The Viverant PT physical therapy center in Minneapolis was recently hit with a data breach that affected the personal information of over 6500 of their current and former patients and employers. They released this information on November 3 on their company website.
What Happened at Viverant?
On March 9, the company noticed that suspicious messages had been sent from the email of one of their employees. They immediately began an investigation and took measures to contain the situation by
changing passwords, enacting stricter authentication requirements, conducting employee training, and retaining national privacy and security experts.
The company stated that they had not seen any misuse of the information that was breached, though they are continuing to monitor the situation.
What was the Extent of the Viverant Breach?
The hackers gained access to the
Personally Identifiable Information (PII) and sensitive health information of the individuals. A general list of data accessed includes patient name, address, date of birth,
social security number, driver’s license number, medical record number, date of service, diagnostic or treatment information, credit and debit card numbers, health insurance information, financial account numbers (some with passwords and routing numbers), medications, usernames with security questions and answers, vehicle identification number (VIN), and digital signature.
What did Viverant do?
The company has taken security measures to mitigate the situation and also reported to the proper authorities. A dedicated assistance line at (952) 835-4512 was also created for individuals that want to ask more questions about the incident. The helpline is open Monday through Friday from 9 am to 5 pm CT.

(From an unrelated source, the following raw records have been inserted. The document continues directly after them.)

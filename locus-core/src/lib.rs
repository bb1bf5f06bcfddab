//! Locus core library: domain types, consumer-facing errors, settings.
//!
//! Public API surface:
//! - [`types`]: ids, authorization enums, locations and payloads
//! - [`error`]: [`LocationError`], [`ErrorPayload`], [`SettingsError`]
//! - [`settings`]: load / save

pub mod error;
pub mod settings;
pub mod types;

pub use error::{ErrorPayload, LocationError, SettingsError};
pub use settings::Settings;
pub use types::{
    AccuracyHint, AccuracyLevel, AccuracyPayload, AuthorizationStatus, CallbackId,
    DesiredAccuracy, Location, LocationPayload, PermissionLevel, PermissionPayload,
    PositionOptions, RawPositionOptions, StatusPayload, WatchId, WatchPayload,
};
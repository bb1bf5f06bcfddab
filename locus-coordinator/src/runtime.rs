//! Coordinator runtime: one task owns the [`Coordinator`] and serialises
//! consumer commands, provider events and timer expiries into it.

use std::sync::Arc;

use tokio::sync::{broadcast, mpsc, oneshot};
use tokio::task::JoinHandle;

use locus_core::{
    AccuracyLevel, AuthorizationStatus, LocationError, PermissionLevel, PositionOptions,
    Settings, WatchId,
};

use crate::coordinator::{Coordinator, CoordinatorSnapshot};
use crate::error::CoordinatorError;
use crate::provider::{LocationProvider, ProviderEventReceiver};
use crate::reply::ReplyTarget;
use crate::timeout::{timer_channel, TimerReceiver};

enum Command {
    IsLocationEnabled {
        respond_to: oneshot::Sender<bool>,
    },
    PermissionStatus {
        respond_to: oneshot::Sender<AuthorizationStatus>,
    },
    AccuracyAuthorization {
        respond_to: oneshot::Sender<AccuracyLevel>,
    },
    StartWatch {
        id: Option<WatchId>,
        target: ReplyTarget,
        respond_to: oneshot::Sender<WatchId>,
    },
    StopWatch {
        id: WatchId,
        respond_to: oneshot::Sender<Result<(), LocationError>>,
    },
    RequestPermission {
        level: PermissionLevel,
        target: ReplyTarget,
    },
    CurrentPosition {
        options: PositionOptions,
        target: ReplyTarget,
    },
    EndSession,
    Snapshot {
        respond_to: oneshot::Sender<CoordinatorSnapshot>,
    },
}

/// Cheap, cloneable access to a running coordinator.
///
/// Methods return as soon as the coordinator has accepted the command;
/// deferred results arrive on the [`ReplyTarget`] passed in.
#[derive(Debug, Clone)]
pub struct CoordinatorHandle {
    commands: mpsc::Sender<Command>,
    shutdown: broadcast::Sender<()>,
}

impl CoordinatorHandle {
    pub async fn is_location_enabled(&self) -> Result<bool, CoordinatorError> {
        self.ask(|respond_to| Command::IsLocationEnabled { respond_to })
            .await
    }

    pub async fn permission_status(&self) -> Result<AuthorizationStatus, CoordinatorError> {
        self.ask(|respond_to| Command::PermissionStatus { respond_to })
            .await
    }

    pub async fn accuracy_authorization(&self) -> Result<AccuracyLevel, CoordinatorError> {
        self.ask(|respond_to| Command::AccuracyAuthorization { respond_to })
            .await
    }

    /// Resolves once the watch is registered, so no later event can miss it.
    pub async fn start_watch(
        &self,
        id: Option<WatchId>,
        target: ReplyTarget,
    ) -> Result<WatchId, CoordinatorError> {
        self.ask(|respond_to| Command::StartWatch {
            id,
            target,
            respond_to,
        })
        .await
    }

    pub async fn stop_watch(&self, id: WatchId) -> Result<(), CoordinatorError> {
        self.ask(|respond_to| Command::StopWatch { id, respond_to })
            .await?
            .map_err(CoordinatorError::from)
    }

    pub async fn request_permission(
        &self,
        level: PermissionLevel,
        target: ReplyTarget,
    ) -> Result<(), CoordinatorError> {
        self.send(Command::RequestPermission { level, target }).await
    }

    pub async fn current_position(
        &self,
        options: PositionOptions,
        target: ReplyTarget,
    ) -> Result<(), CoordinatorError> {
        self.send(Command::CurrentPosition { options, target }).await
    }

    pub async fn end_session(&self) -> Result<(), CoordinatorError> {
        self.send(Command::EndSession).await
    }

    /// Also serves as a barrier: provider events queued before the call are
    /// applied before the snapshot is taken.
    pub async fn snapshot(&self) -> Result<CoordinatorSnapshot, CoordinatorError> {
        self.ask(|respond_to| Command::Snapshot { respond_to })
            .await
    }

    /// Ask the coordinator task to stop. Pending consumers are dropped.
    pub fn shutdown(&self) {
        let _ = self.shutdown.send(());
    }

    async fn send(&self, command: Command) -> Result<(), CoordinatorError> {
        self.commands
            .send(command)
            .await
            .map_err(|_| CoordinatorError::ChannelClosed("coordinator commands"))
    }

    async fn ask<T>(
        &self,
        build: impl FnOnce(oneshot::Sender<T>) -> Command,
    ) -> Result<T, CoordinatorError> {
        let (tx, rx) = oneshot::channel();
        self.send(build(tx)).await?;
        rx.await
            .map_err(|_| CoordinatorError::ChannelClosed("coordinator response"))
    }
}

/// Spawn the coordinator task on the current tokio runtime.
pub fn spawn(
    provider: Arc<dyn LocationProvider>,
    events: ProviderEventReceiver,
    settings: &Settings,
) -> (CoordinatorHandle, JoinHandle<Result<(), CoordinatorError>>) {
    let (command_tx, command_rx) = mpsc::channel(settings.command_queue_capacity.max(1));
    let (shutdown_tx, shutdown_rx) = broadcast::channel(4);
    let (timer_tx, timer_rx) = timer_channel();

    let coordinator = Coordinator::new(provider, timer_tx);
    coordinator.configure(settings);

    let task = tokio::spawn(run(coordinator, command_rx, events, timer_rx, shutdown_rx));
    let handle = CoordinatorHandle {
        commands: command_tx,
        shutdown: shutdown_tx,
    };
    (handle, task)
}

async fn run(
    mut coordinator: Coordinator,
    mut commands: mpsc::Receiver<Command>,
    mut events: ProviderEventReceiver,
    mut timers: TimerReceiver,
    mut shutdown_rx: broadcast::Receiver<()>,
) -> Result<(), CoordinatorError> {
    let mut events_open = true;
    tracing::info!("coordinator started");

    loop {
        // Events before commands: a command sent after an event was emitted
        // always observes that event's effects.
        tokio::select! {
            biased;
            _ = shutdown_rx.recv() => break,
            event = events.recv(), if events_open => match event {
                Some(event) => coordinator.handle_event(event),
                None => {
                    tracing::warn!("provider event channel closed");
                    events_open = false;
                }
            },
            Some(token) = timers.recv() => coordinator.timer_fired(token),
            command = commands.recv() => {
                let Some(command) = command else { break };
                apply(&mut coordinator, command);
            }
        }
    }

    coordinator.end_session();
    tracing::info!("coordinator stopped");
    Ok(())
}

fn apply(coordinator: &mut Coordinator, command: Command) {
    match command {
        Command::IsLocationEnabled { respond_to } => {
            let _ = respond_to.send(coordinator.is_location_enabled());
        }
        Command::PermissionStatus { respond_to } => {
            let _ = respond_to.send(coordinator.permission_status());
        }
        Command::AccuracyAuthorization { respond_to } => {
            let _ = respond_to.send(coordinator.accuracy_authorization());
        }
        Command::StartWatch {
            id,
            target,
            respond_to,
        } => {
            let id = coordinator.start_watch(id, target);
            let _ = respond_to.send(id);
        }
        Command::StopWatch { id, respond_to } => {
            let _ = respond_to.send(coordinator.stop_watch(&id));
        }
        Command::RequestPermission { level, target } => {
            coordinator.request_permission(level, target);
        }
        Command::CurrentPosition { options, target } => {
            coordinator.current_position(options, target);
        }
        Command::EndSession => coordinator.end_session(),
        Command::Snapshot { respond_to } => {
            let _ = respond_to.send(coordinator.snapshot());
        }
    }
}

/// Install the global tracing subscriber. `RUST_LOG` wins over
/// `default_filter`; repeated calls are harmless.
pub fn init_tracing(default_filter: &str) {
    use tracing_subscriber::{fmt, EnvFilter};

    let filter =
        EnvFilter::try_from_default_env().unwrap_or_else(|_| EnvFilter::new(default_filter));
    let _ = fmt()
        .with_env_filter(filter)
        .with_target(false)
        .with_writer(std::io::stderr)
        .try_init();
}

/// Await the coordinator task and flatten join failures.
pub async fn join(task: JoinHandle<Result<(), CoordinatorError>>) -> Result<(), CoordinatorError> {
    match task.await {
        Ok(inner) => inner,
        Err(err) => Err(CoordinatorError::Join(err.to_string())),
    }
}
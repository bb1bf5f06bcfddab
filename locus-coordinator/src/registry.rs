//! Subscription registry: the only mutable state the coordinator owns.

use std::collections::HashMap;
use std::time::Duration;

use locus_core::{PermissionLevel, WatchId};

use crate::reply::ReplyTarget;
use crate::timeout::TimerToken;

/// The single outstanding `getCurrentPosition` request.
#[derive(Debug)]
pub struct PendingCurrentPosition {
    pub target: ReplyTarget,
    /// Reported back in the `TIMEOUT` error.
    pub timeout: Duration,
    pub timer: Option<TimerToken>,
}

/// The single outstanding `requestPermission` request.
#[derive(Debug)]
pub struct PendingPermissionRequest {
    pub target: ReplyTarget,
    pub requested: PermissionLevel,
}

#[derive(Debug, Default)]
pub struct SubscriptionRegistry {
    watches: HashMap<WatchId, ReplyTarget>,
    current: Option<PendingCurrentPosition>,
    permission: Option<PendingPermissionRequest>,
}

impl SubscriptionRegistry {
    pub fn new() -> Self {
        Self::default()
    }

    /// Register a watch. Returns the target it replaced, if the id was taken.
    pub fn insert_watch(&mut self, id: WatchId, target: ReplyTarget) -> Option<ReplyTarget> {
        self.watches.insert(id, target)
    }

    pub fn remove_watch(&mut self, id: &WatchId) -> Option<ReplyTarget> {
        self.watches.remove(id)
    }

    pub fn watch_count(&self) -> usize {
        self.watches.len()
    }

    /// Sorted, for stable output.
    pub fn watch_ids(&self) -> Vec<WatchId> {
        let mut ids: Vec<WatchId> = self.watches.keys().cloned().collect();
        ids.sort();
        ids
    }

    pub fn watches(&self) -> impl Iterator<Item = &ReplyTarget> {
        self.watches.values()
    }

    // -- one-shot -----------------------------------------------------------

    pub fn has_current(&self) -> bool {
        self.current.is_some()
    }

    /// Install the pending one-shot. Hands the request back if one is
    /// already pending.
    pub fn set_current(
        &mut self,
        pending: PendingCurrentPosition,
    ) -> Result<(), PendingCurrentPosition> {
        if self.current.is_some() {
            return Err(pending);
        }
        self.current = Some(pending);
        Ok(())
    }

    pub fn current_timer(&self) -> Option<TimerToken> {
        self.current.as_ref().and_then(|p| p.timer)
    }

    pub fn set_current_timer(&mut self, token: TimerToken) {
        if let Some(pending) = self.current.as_mut() {
            pending.timer = Some(token);
        }
    }

    pub fn take_current(&mut self) -> Option<PendingCurrentPosition> {
        self.current.take()
    }

    /// Take the pending one-shot only if `token` is its armed timer.
    pub fn take_current_for_timer(&mut self, token: TimerToken) -> Option<PendingCurrentPosition> {
        if self.current_timer() == Some(token) {
            self.current.take()
        } else {
            None
        }
    }

    // -- permission ---------------------------------------------------------

    pub fn has_permission(&self) -> bool {
        self.permission.is_some()
    }

    pub fn set_permission(&mut self, pending: PendingPermissionRequest) {
        self.permission = Some(pending);
    }

    pub fn take_permission(&mut self) -> Option<PendingPermissionRequest> {
        self.permission.take()
    }

    // -- derived ------------------------------------------------------------

    /// Whether the provider stream must be running right now.
    pub fn wants_stream(&self) -> bool {
        !self.watches.is_empty() || self.current.is_some()
    }

    /// Drop everything without delivering. Returns how many entries went.
    pub fn clear(&mut self) -> usize {
        let dropped = self.watches.len()
            + usize::from(self.current.is_some())
            + usize::from(self.permission.is_some());
        self.watches.clear();
        self.current = None;
        self.permission = None;
        dropped
    }
}

#[cfg(test)]
mod tests {
    use super::*;
    use crate::reply::reply_channel;

    fn pending(sink: &crate::reply::ReplySink, id: &str) -> PendingCurrentPosition {
        PendingCurrentPosition {
            target: ReplyTarget::new(id, sink.clone()),
            timeout: Duration::ZERO,
            timer: None,
        }
    }

    #[test]
    fn stream_wanted_while_watch_or_one_shot_present() {
        let (sink, _rx) = reply_channel();
        let mut registry = SubscriptionRegistry::new();
        assert!(!registry.wants_stream());

        registry.insert_watch(WatchId::from("a"), ReplyTarget::new("w", sink.clone()));
        assert!(registry.wants_stream());

        registry.set_current(pending(&sink, "c")).expect("free slot");
        registry.remove_watch(&WatchId::from("a"));
        assert!(registry.wants_stream(), "one-shot alone keeps the stream");

        registry.take_current();
        assert!(!registry.wants_stream());
    }

    #[test]
    fn duplicate_watch_id_replaces_target() {
        let (sink, _rx) = reply_channel();
        let mut registry = SubscriptionRegistry::new();
        assert!(registry
            .insert_watch(WatchId::from("a"), ReplyTarget::new("first", sink.clone()))
            .is_none());
        let replaced = registry
            .insert_watch(WatchId::from("a"), ReplyTarget::new("second", sink))
            .expect("replaced");
        assert_eq!(replaced.callback_id().0, "first");
        assert_eq!(registry.watch_count(), 1);
    }

    #[test]
    fn second_one_shot_is_handed_back() {
        let (sink, _rx) = reply_channel();
        let mut registry = SubscriptionRegistry::new();
        registry.set_current(pending(&sink, "first")).expect("free slot");
        let rejected = registry.set_current(pending(&sink, "second")).unwrap_err();
        assert_eq!(rejected.target.callback_id().0, "second");
    }

    #[test]
    fn clear_counts_everything() {
        let (sink, _rx) = reply_channel();
        let mut registry = SubscriptionRegistry::new();
        registry.insert_watch(WatchId::from("a"), ReplyTarget::new("w1", sink.clone()));
        registry.insert_watch(WatchId::from("b"), ReplyTarget::new("w2", sink.clone()));
        registry.set_current(pending(&sink, "c")).expect("free slot");
        registry.set_permission(PendingPermissionRequest {
            target: ReplyTarget::new("p", sink),
            requested: PermissionLevel::Always,
        });
        assert_eq!(registry.clear(), 4);
        assert!(!registry.wants_stream());
        assert!(!registry.has_permission());
    }
}
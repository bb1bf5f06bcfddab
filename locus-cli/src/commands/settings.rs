//! `locus settings`: effective settings and first-time setup.

use std::path::PathBuf;

use anyhow::{bail, Context, Result};
use clap::{Args, Subcommand};

use locus_core::settings::{self, Settings};

#[derive(Subcommand, Debug)]
pub enum SettingsCommand {
    /// Print the effective settings as YAML.
    Show(HomeArg),
    /// Write default settings to ~/.locus/settings.yaml.
    Init(InitArgs),
}

#[derive(Args, Debug)]
pub struct HomeArg {
    /// Directory holding `.locus/`; defaults to the home directory.
    #[arg(long)]
    pub home: Option<PathBuf>,
}

#[derive(Args, Debug)]
pub struct InitArgs {
    #[command(flatten)]
    pub home: HomeArg,

    /// Overwrite an existing settings file.
    #[arg(long)]
    pub force: bool,
}

pub fn run(command: SettingsCommand) -> Result<()> {
    match command {
        SettingsCommand::Show(args) => {
            let home = super::resolve_home(args.home)?;
            let effective = settings::load_at(&home).context("failed to load settings")?;
            let path = settings::settings_path_at(&home);
            let source = if path.exists() { "file" } else { "defaults" };
            println!("# {} ({source})", path.display());
            print!(
                "{}",
                serde_yaml::to_string(&effective).context("failed to render settings")?
            );
        }
        SettingsCommand::Init(args) => {
            let home = super::resolve_home(args.home.home)?;
            let path = settings::settings_path_at(&home);
            if path.exists() && !args.force {
                bail!(
                    "settings already exist at {} (use --force to overwrite)",
                    path.display()
                );
            }
            let written = settings::save_at(&home, &Settings::default())
                .context("failed to write settings")?;
            println!("✓ Wrote default settings to {}", written.display());
        }
    }
    Ok(())
}
use std::path::PathBuf;

use thiserror::Error;

use locus_core::LocationError;

/// Error surface for the coordinator runtime, protocol and scenario replay.
///
/// Consumer-facing failures travel as [`LocationError`] on reply targets;
/// this type is for the process driving the coordinator.
#[derive(Debug, Error)]
pub enum CoordinatorError {
    #[error("I/O error at {path}: {source}")]
    Io {
        path: PathBuf,
        #[source]
        source: std::io::Error,
    },

    #[error("settings error: {0}")]
    Settings(#[from] locus_core::SettingsError),

    #[error("failed to parse scenario at {path}: {source}")]
    Scenario {
        path: PathBuf,
        #[source]
        source: serde_yaml::Error,
    },

    #[error("channel closed: {0}")]
    ChannelClosed(&'static str),

    /// A consumer operation was rejected; returned by handle methods that
    /// answer directly instead of through a reply target.
    #[error(transparent)]
    Location(#[from] LocationError),

    #[error("coordinator task failed: {0}")]
    Join(String),
}

pub(crate) fn io_err(path: impl Into<PathBuf>, source: std::io::Error) -> CoordinatorError {
    CoordinatorError::Io {
        path: path.into(),
        source,
    }
}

In addition to the hotline, Viverant is offering their customers free credit reporting services from three different credit reporting bureaus.
“We remind you to be vigilant for incidents of fraud or identity theft by reviewing your account statements and free credit reports for any unauthorized activity,”
they said in a release.
“You may obtain a copy of your credit report, free of charge, once every 12 months from each of the three nationwide credit reporting companies.”
Why are Hospitals Being Targeted?
Data breaches and cybercrime have been on the rise, and healthcare facilities seem to be the principal target of these bad actors.
Here are the primary reasons why.
- Patient information is worth a lot for ransomware hackers, and medical institutions will do all in their power to protect it.
- Most health institutions have the financial ability to pay the bad actors.
- Most hospitals are still using outdated IT infrastructure that is an easy entry point for attackers.
- Collaborative work is typically done by health officials, creating more opportunities for a breach.
- The healthcare sector has been slow to adopt cybersecurity best practices.
- Most healthcare officials are not sensitized on cybersecurity issues and the best practices to keep their network secure.
- The large number of devices used in a hospital creates multiple access points for a bad actor to take advantage.